When Nell opened the door, a series of odors wafted out: old brocade, ancient incense, camphor from mothballs, and an overlay of tobacco from a pipe, long unused. Such a combination of smells conjured in her mind social evenings of another time when men sang harmony, women displayed themselves in whalebone-corseted dresses, foursomes played games of pinochle, and cordials were served in small crystal glasses with cut cherries on the sides. A wave of nostalgia for an era she had never known filled her.
How ridiculous, she thought. The room was dark, smelly, overcrowded with heavy furniture, freezing cold, and totally unsuitable for a studio. She began to close the door to her “new” profession, but noticed a sliver of light from the opposite side of the room—a window covered over with heavy drapes. It wouldn’t hurt to pull them and see more of the parlor.
Any room closed up for a while would smell. Her own room in her mother’s apartment in Chicago would smell of paper, glue, the slightly acid odor of celluloid film, the chintz of curtains and bedspread she had sewn during a high school home-skills class, hating every stitch but proud of the end product. Perhaps even the faded roses from a corsage souvenir of a long-ago dance where she fell in love with someone else’s husband. She couldn’t even remember who took her, but she could never forget the attractive, saturnine features of the man who whispered words in her ears while they danced to the “Tennessee Waltz,” telling her he felt the same strong emotion toward her. And then he was killed at Verdun.
Her heel caught on the heavy rug, but she kept herself from falling by grabbing at a lamp with a fringed shade. She pulled the string hanging down and was pleased that light sprang on, muted by pink velvet. On the table under the lamp was a blush-toned wedding photo revealing a slender bride, lovely in a satin dress with a train gathered around her feet, and a rather plain-looking man with a square, determined-looking jaw and carefully slicked-back dark hair, parted in the middle, and gray sideburns. He was quite a bit older than the bride. She replaced the photo, thinking both the man and the woman seemed somewhat familiar, but the woman didn’t look like Goldie.
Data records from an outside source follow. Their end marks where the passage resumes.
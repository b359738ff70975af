//! Built-in utility class table.
//!
//! Each token maps to one or more property assignments. The spacing scale is 4px per unit.

use crate::node::style::{StyleRecord, StyleValue};

const SPACING_UNIT_PX: f64 = 4.0;

const PALETTE: &[(&str, [&str; 10])] = &[
    (
        "slate",
        [
            "#f8fafc", "#f1f5f9", "#e2e8f0", "#cbd5e1", "#94a3b8", "#64748b", "#475569",
            "#334155", "#1e293b", "#0f172a",
        ],
    ),
    (
        "gray",
        [
            "#f9fafb", "#f3f4f6", "#e5e7eb", "#d1d5db", "#9ca3af", "#6b7280", "#4b5563",
            "#374151", "#1f2937", "#111827",
        ],
    ),
    (
        "red",
        [
            "#fef2f2", "#fee2e2", "#fecaca", "#fca5a5", "#f87171", "#ef4444", "#dc2626",
            "#b91c1c", "#991b1b", "#7f1d1d",
        ],
    ),
    (
        "green",
        [
            "#f0fdf4", "#dcfce7", "#bbf7d0", "#86efac", "#4ade80", "#22c55e", "#16a34a",
            "#15803d", "#166534", "#14532d",
        ],
    ),
    (
        "blue",
        [
            "#eff6ff", "#dbeafe", "#bfdbfe", "#93c5fd", "#60a5fa", "#3b82f6", "#2563eb",
            "#1d4ed8", "#1e40af", "#1e3a8a",
        ],
    ),
    (
        "yellow",
        [
            "#fefce8", "#fef9c3", "#fef08a", "#fde047", "#facc15", "#eab308", "#ca8a04",
            "#a16207", "#854d0e", "#713f12",
        ],
    ),
];

const SHADES: [&str; 10] = [
    "50", "100", "200", "300", "400", "500", "600", "700", "800", "900",
];

/// Property assignments for a single utility class, or `None` if the token is unknown.
pub fn declarations_for(token: &str) -> Option<StyleRecord> {
    if let Some(record) = fixed(token) {
        return Some(record);
    }
    if let Some((prefix, value)) = split_arbitrary(token) {
        return arbitrary(prefix, value);
    }
    spacing(token)
        .or_else(|| sizing(token))
        .or_else(|| typography(token))
        .or_else(|| colors(token))
        .or_else(|| effects(token))
}

fn one(property: &str, value: impl Into<StyleValue>) -> StyleRecord {
    StyleRecord::new().with(property, value)
}

fn fixed(token: &str) -> Option<StyleRecord> {
    let record = match token {
        "flex" => one("display", "flex"),
        "block" => one("display", "block"),
        "hidden" => one("display", "none"),
        "grid" => one("display", "grid"),
        "flex-row" => one("flexDirection", "row"),
        "flex-row-reverse" => one("flexDirection", "row-reverse"),
        "flex-col" => one("flexDirection", "column"),
        "flex-col-reverse" => one("flexDirection", "column-reverse"),
        "flex-wrap" => one("flexWrap", "wrap"),
        "flex-nowrap" => one("flexWrap", "nowrap"),
        "flex-1" => StyleRecord::new()
            .with("flexGrow", 1_i64)
            .with("flexShrink", 1_i64)
            .with("flexBasis", "0%"),
        "grow" => one("flexGrow", 1_i64),
        "grow-0" => one("flexGrow", 0_i64),
        "shrink" => one("flexShrink", 1_i64),
        "shrink-0" => one("flexShrink", 0_i64),
        "items-start" => one("alignItems", "flex-start"),
        "items-end" => one("alignItems", "flex-end"),
        "items-center" => one("alignItems", "center"),
        "items-stretch" => one("alignItems", "stretch"),
        "items-baseline" => one("alignItems", "baseline"),
        "justify-start" => one("justifyContent", "flex-start"),
        "justify-end" => one("justifyContent", "flex-end"),
        "justify-center" => one("justifyContent", "center"),
        "justify-between" => one("justifyContent", "space-between"),
        "justify-around" => one("justifyContent", "space-around"),
        "justify-evenly" => one("justifyContent", "space-evenly"),
        "relative" => one("position", "relative"),
        "absolute" => one("position", "absolute"),
        "overflow-hidden" => one("overflow", "hidden"),
        "italic" => one("fontStyle", "italic"),
        "not-italic" => one("fontStyle", "normal"),
        "underline" => one("textDecoration", "underline"),
        "line-through" => one("textDecoration", "line-through"),
        "no-underline" => one("textDecoration", "none"),
        "uppercase" => one("textTransform", "uppercase"),
        "lowercase" => one("textTransform", "lowercase"),
        "capitalize" => one("textTransform", "capitalize"),
        "text-left" => one("textAlign", "left"),
        "text-center" => one("textAlign", "center"),
        "text-right" => one("textAlign", "right"),
        "text-justify" => one("textAlign", "justify"),
        "font-sans" => one("fontFamily", "sans-serif"),
        "font-serif" => one("fontFamily", "serif"),
        "font-mono" => one("fontFamily", "monospace"),
        "w-full" => one("width", "100%"),
        "h-full" => one("height", "100%"),
        "w-auto" => one("width", "auto"),
        "h-auto" => one("height", "auto"),
        "rounded-none" => one("borderRadius", 0_i64),
        "rounded-sm" => one("borderRadius", 2_i64),
        "rounded" => one("borderRadius", 4_i64),
        "rounded-md" => one("borderRadius", 6_i64),
        "rounded-lg" => one("borderRadius", 8_i64),
        "rounded-xl" => one("borderRadius", 12_i64),
        "rounded-2xl" => one("borderRadius", 16_i64),
        "rounded-full" => one("borderRadius", 9999_i64),
        "bg-transparent" => one("backgroundColor", "transparent"),
        "bg-black" => one("backgroundColor", "#000000"),
        "bg-white" => one("backgroundColor", "#ffffff"),
        "text-black" => one("color", "#000000"),
        "text-white" => one("color", "#ffffff"),
        _ => return None,
    };
    Some(record)
}

/// Split `prefix-[value]` into `("prefix", "value")`.
fn split_arbitrary(token: &str) -> Option<(&str, &str)> {
    let inner = token.strip_suffix(']')?;
    let (prefix, value) = inner.split_once("-[")?;
    if value.is_empty() {
        return None;
    }
    Some((prefix, value))
}

fn arbitrary(prefix: &str, value: &str) -> Option<StyleRecord> {
    let property = match prefix {
        "w" => "width",
        "h" => "height",
        "p" => "padding",
        "m" => "margin",
        "gap" => "gap",
        "rounded" => "borderRadius",
        "opacity" => "opacity",
        "bg" => "backgroundColor",
        "text" if is_color_literal(value) => "color",
        "text" => "fontSize",
        "font" => "fontFamily",
        _ => return None,
    };
    Some(one(property, value.replace('_', " ")))
}

fn is_color_literal(value: &str) -> bool {
    value.starts_with('#') || value.starts_with("rgb") || value.starts_with("hsl")
}

fn scale(value: &str) -> Option<StyleValue> {
    if value == "px" {
        return Some(StyleValue::Integer(1));
    }
    let n: f64 = value.parse().ok()?;
    if !n.is_finite() || n < 0.0 {
        return None;
    }
    Some(StyleValue::from(n * SPACING_UNIT_PX))
}

fn spacing(token: &str) -> Option<StyleRecord> {
    let (prefix, value) = token.rsplit_once('-')?;
    let properties: &[&str] = match prefix {
        "p" => &["padding"],
        "px" => &["paddingLeft", "paddingRight"],
        "py" => &["paddingTop", "paddingBottom"],
        "pt" => &["paddingTop"],
        "pr" => &["paddingRight"],
        "pb" => &["paddingBottom"],
        "pl" => &["paddingLeft"],
        "m" => &["margin"],
        "mx" => &["marginLeft", "marginRight"],
        "my" => &["marginTop", "marginBottom"],
        "mt" => &["marginTop"],
        "mr" => &["marginRight"],
        "mb" => &["marginBottom"],
        "ml" => &["marginLeft"],
        "gap" => &["gap"],
        "gap-x" => &["columnGap"],
        "gap-y" => &["rowGap"],
        _ => return None,
    };
    let v = scale(value)?;
    Some(properties.iter().map(|p| (*p, v.clone())).collect())
}

fn sizing(token: &str) -> Option<StyleRecord> {
    let (prefix, value) = token.split_once('-')?;
    let property = match prefix {
        "w" => "width",
        "h" => "height",
        _ => return None,
    };
    if let Some((num, den)) = value.split_once('/') {
        let num: f64 = num.parse().ok()?;
        let den: f64 = den.parse().ok()?;
        if den == 0.0 {
            return None;
        }
        let pct = (num / den * 100.0 * 1000.0).round() / 1000.0;
        return Some(one(property, format!("{pct}%")));
    }
    Some(one(property, scale(value)?))
}

fn typography(token: &str) -> Option<StyleRecord> {
    let (size, line_height) = match token {
        "text-xs" => (12, 16),
        "text-sm" => (14, 20),
        "text-base" => (16, 24),
        "text-lg" => (18, 28),
        "text-xl" => (20, 28),
        "text-2xl" => (24, 32),
        "text-3xl" => (30, 36),
        "text-4xl" => (36, 40),
        "text-5xl" => (48, 48),
        "text-6xl" => (60, 60),
        _ => {
            let weight = match token {
                "font-thin" => 100,
                "font-extralight" => 200,
                "font-light" => 300,
                "font-normal" => 400,
                "font-medium" => 500,
                "font-semibold" => 600,
                "font-bold" => 700,
                "font-extrabold" => 800,
                "font-black" => 900,
                _ => return None,
            };
            return Some(one("fontWeight", weight as i64));
        }
    };
    Some(
        StyleRecord::new()
            .with("fontSize", size as i64)
            .with("lineHeight", format!("{line_height}px")),
    )
}

fn colors(token: &str) -> Option<StyleRecord> {
    let (property, rest) = if let Some(rest) = token.strip_prefix("bg-") {
        ("backgroundColor", rest)
    } else if let Some(rest) = token.strip_prefix("text-") {
        ("color", rest)
    } else if let Some(rest) = token.strip_prefix("border-") {
        ("borderColor", rest)
    } else {
        return None;
    };
    let (name, shade) = rest.rsplit_once('-')?;
    let (_, shades) = PALETTE.iter().find(|(n, _)| *n == name)?;
    let idx = SHADES.iter().position(|s| *s == shade)?;
    Some(one(property, shades[idx]))
}

fn effects(token: &str) -> Option<StyleRecord> {
    let value = token.strip_prefix("opacity-")?;
    let pct: u32 = value.parse().ok()?;
    if pct > 100 {
        return None;
    }
    Some(one("opacity", f64::from(pct) / 100.0))
}

#[cfg(test)]
#[path = "../../tests/unit/style/classes.rs"]
mod tests;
At the window, Nell pulled back the draperies and light spilled in, even though the snow continued to fall. There were two wide windows rather than a narrow single one as in her room upstairs. This room was not large, but not small either, and completely square except for an alcove where an upright piano stood. She was right about evening singing. Maybe Goldie played. Another lamp stood on the piano, which meant a second electrical outlet. Good. The alcove should work well for photos of two or three people, like a bride and groom or a small family grouping.
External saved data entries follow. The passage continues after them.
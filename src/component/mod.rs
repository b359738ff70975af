//! Component-tree input model.
//!
//! Trees use a React-JSON-like shape: bare strings are text, `{"type": "div", "props": {..}}`
//! is a host element and `{"component": "Card", "props": {..}}` expands through a
//! [`ComponentRegistry`].

pub(crate) mod kind;
pub(crate) mod sandbox;

use std::{
    collections::{HashMap, HashSet},
    sync::Arc,
};

use crate::{foundation::error::RastreeResult, node::style::StyleRecord};

/// A node of the component tree handed to the compiler.
#[derive(Clone, Debug, PartialEq, serde::Serialize, serde::Deserialize)]
#[serde(untagged)]
pub enum Element {
    /// Text content.
    Text(String),
    /// Reference to a registered component.
    Component(ComponentElement),
    /// Host element such as `div` or `img`.
    Host(HostElement),
}

/// Reference to a component by name plus its props.
#[derive(Clone, Debug, PartialEq, serde::Serialize, serde::Deserialize)]
pub struct ComponentElement {
    /// Registered component name.
    pub component: String,
    /// Props passed to the component.
    #[serde(default)]
    pub props: serde_json::Value,
}

/// Host element.
#[derive(Clone, Debug, PartialEq, serde::Serialize, serde::Deserialize)]
pub struct HostElement {
    /// Tag name (`div`, `h1`, `img`, or a registered extension).
    #[serde(rename = "type")]
    pub tag: String,
    /// Element props.
    #[serde(default)]
    pub props: HostProps,
}

/// Props understood by host elements.
#[derive(Clone, Debug, Default, PartialEq, serde::Serialize, serde::Deserialize)]
#[serde(rename_all = "camelCase")]
pub struct HostProps {
    /// Space separated utility classes.
    #[serde(default, skip_serializing_if = "Option::is_none")]
    pub class_name: Option<String>,
    /// Inline style; always wins over presets and classes.
    #[serde(default, skip_serializing_if = "Option::is_none")]
    pub style: Option<StyleRecord>,
    /// Image source for `img`.
    #[serde(default, skip_serializing_if = "Option::is_none")]
    pub src: Option<String>,
    /// Explicit image width.
    #[serde(default, skip_serializing_if = "Option::is_none")]
    pub width: Option<f32>,
    /// Explicit image height.
    #[serde(default, skip_serializing_if = "Option::is_none")]
    pub height: Option<f32>,
    /// Children in source order. A lone element or string stands for a one-child list.
    #[serde(
        default,
        deserialize_with = "one_or_many",
        skip_serializing_if = "Vec::is_empty"
    )]
    pub children: Vec<Element>,
    /// Remaining props, forwarded to extension nodes.
    #[serde(flatten)]
    pub extra: serde_json::Map<String, serde_json::Value>,
}

fn one_or_many<'de, D>(deserializer: D) -> Result<Vec<Element>, D::Error>
where
    D: serde::Deserializer<'de>,
{
    #[derive(serde::Deserialize)]
    #[serde(untagged)]
    enum Children {
        Many(Vec<Element>),
        One(Element),
    }

    Ok(
        match <Option<Children> as serde::Deserialize>::deserialize(deserializer)? {
            None => Vec::new(),
            Some(Children::Many(children)) => children,
            Some(Children::One(child)) => vec![child],
        },
    )
}

impl Element {
    /// Text element.
    pub fn text(text: impl Into<String>) -> Self {
        Self::Text(text.into())
    }

    /// Component reference.
    pub fn component(name: impl Into<String>, props: serde_json::Value) -> Self {
        Self::Component(ComponentElement {
            component: name.into(),
            props,
        })
    }

    /// Start building a host element.
    pub fn host(tag: impl Into<String>) -> HostElement {
        HostElement {
            tag: tag.into(),
            props: HostProps::default(),
        }
    }

    /// Nesting depth of this subtree (a leaf has depth 1).
    pub fn depth(&self) -> usize {
        match self {
            Self::Host(h) => {
                1 + h
                    .props
                    .children
                    .iter()
                    .map(Element::depth)
                    .max()
                    .unwrap_or(0)
            }
            Self::Text(_) | Self::Component(_) => 1,
        }
    }

    /// Number of elements in this subtree.
    pub fn count(&self) -> usize {
        match self {
            Self::Host(h) => 1 + h.props.children.iter().map(Element::count).sum::<usize>(),
            Self::Text(_) | Self::Component(_) => 1,
        }
    }
}

impl HostElement {
    /// Set utility classes.
    pub fn class(mut self, classes: impl Into<String>) -> Self {
        self.props.class_name = Some(classes.into());
        self
    }

    /// Set the inline style.
    pub fn style(mut self, style: StyleRecord) -> Self {
        self.props.style = Some(style);
        self
    }

    /// Set the image source.
    pub fn src(mut self, src: impl Into<String>) -> Self {
        self.props.src = Some(src.into());
        self
    }

    /// Set explicit image dimensions.
    pub fn size(mut self, width: f32, height: f32) -> Self {
        self.props.width = Some(width);
        self.props.height = Some(height);
        self
    }

    /// Set an extra prop.
    pub fn prop(mut self, key: impl Into<String>, value: serde_json::Value) -> Self {
        self.props.extra.insert(key.into(), value);
        self
    }

    /// Append a child.
    pub fn child(mut self, child: impl Into<Element>) -> Self {
        self.props.children.push(child.into());
        self
    }

    /// Append several children.
    pub fn children(mut self, children: impl IntoIterator<Item = Element>) -> Self {
        self.props.children.extend(children);
        self
    }
}

impl From<HostElement> for Element {
    fn from(value: HostElement) -> Self {
        Self::Host(value)
    }
}

impl From<&str> for Element {
    fn from(value: &str) -> Self {
        Self::Text(value.to_string())
    }
}

/// A function component: props in, element tree out.
pub trait Component: Send + Sync {
    /// Expand this component.
    fn render(&self, props: &serde_json::Value) -> RastreeResult<Element>;
}

impl<F> Component for F
where
    F: Fn(&serde_json::Value) -> RastreeResult<Element> + Send + Sync,
{
    fn render(&self, props: &serde_json::Value) -> RastreeResult<Element> {
        self(props)
    }
}

/// Named components and extension element kinds known to a compiler.
#[derive(Clone, Default)]
pub struct ComponentRegistry {
    components: HashMap<String, Arc<dyn Component>>,
    extensions: HashSet<String>,
}

impl std::fmt::Debug for ComponentRegistry {
    fn fmt(&self, f: &mut std::fmt::Formatter<'_>) -> std::fmt::Result {
        let mut names: Vec<_> = self.components.keys().collect();
        names.sort();
        f.debug_struct("ComponentRegistry")
            .field("components", &names)
            .field("extensions", &self.extensions)
            .finish()
    }
}

impl ComponentRegistry {
    /// Empty registry.
    pub fn new() -> Self {
        Self::default()
    }

    /// Register a component under `name`.
    pub fn register(mut self, name: impl Into<String>, component: impl Component + 'static) -> Self {
        self.components.insert(name.into(), Arc::new(component));
        self
    }

    /// Register an extension element kind.
    pub fn register_extension(mut self, name: impl Into<String>) -> Self {
        self.extensions.insert(name.into());
        self
    }

    /// Lookup a component.
    pub fn get(&self, name: &str) -> Option<&Arc<dyn Component>> {
        self.components.get(name)
    }

    /// Registered extension kinds.
    pub fn extensions(&self) -> &HashSet<String> {
        &self.extensions
    }
}

#[cfg(test)]
#[path = "../../tests/unit/component/element.rs"]
mod tests;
The furniture might have come from a Victorian castle, it was so ornate and dour appearing. All of it would have to go and the walls painted white or at least ivory to reflect more light. The carpet should go too, depending on what was underneath it. Nell lifted up one corner and saw a parquet pattern exactly like the wood floor of the house where she grew up, her grandparents’ home in Chicago. She sat down, fighting off the desire to be back at her dull job at the Scotto Studios, to enjoy the quiet evenings with her mother when one sewed and the other read and a grandfather clock ticked and chimed away the days, to be safe.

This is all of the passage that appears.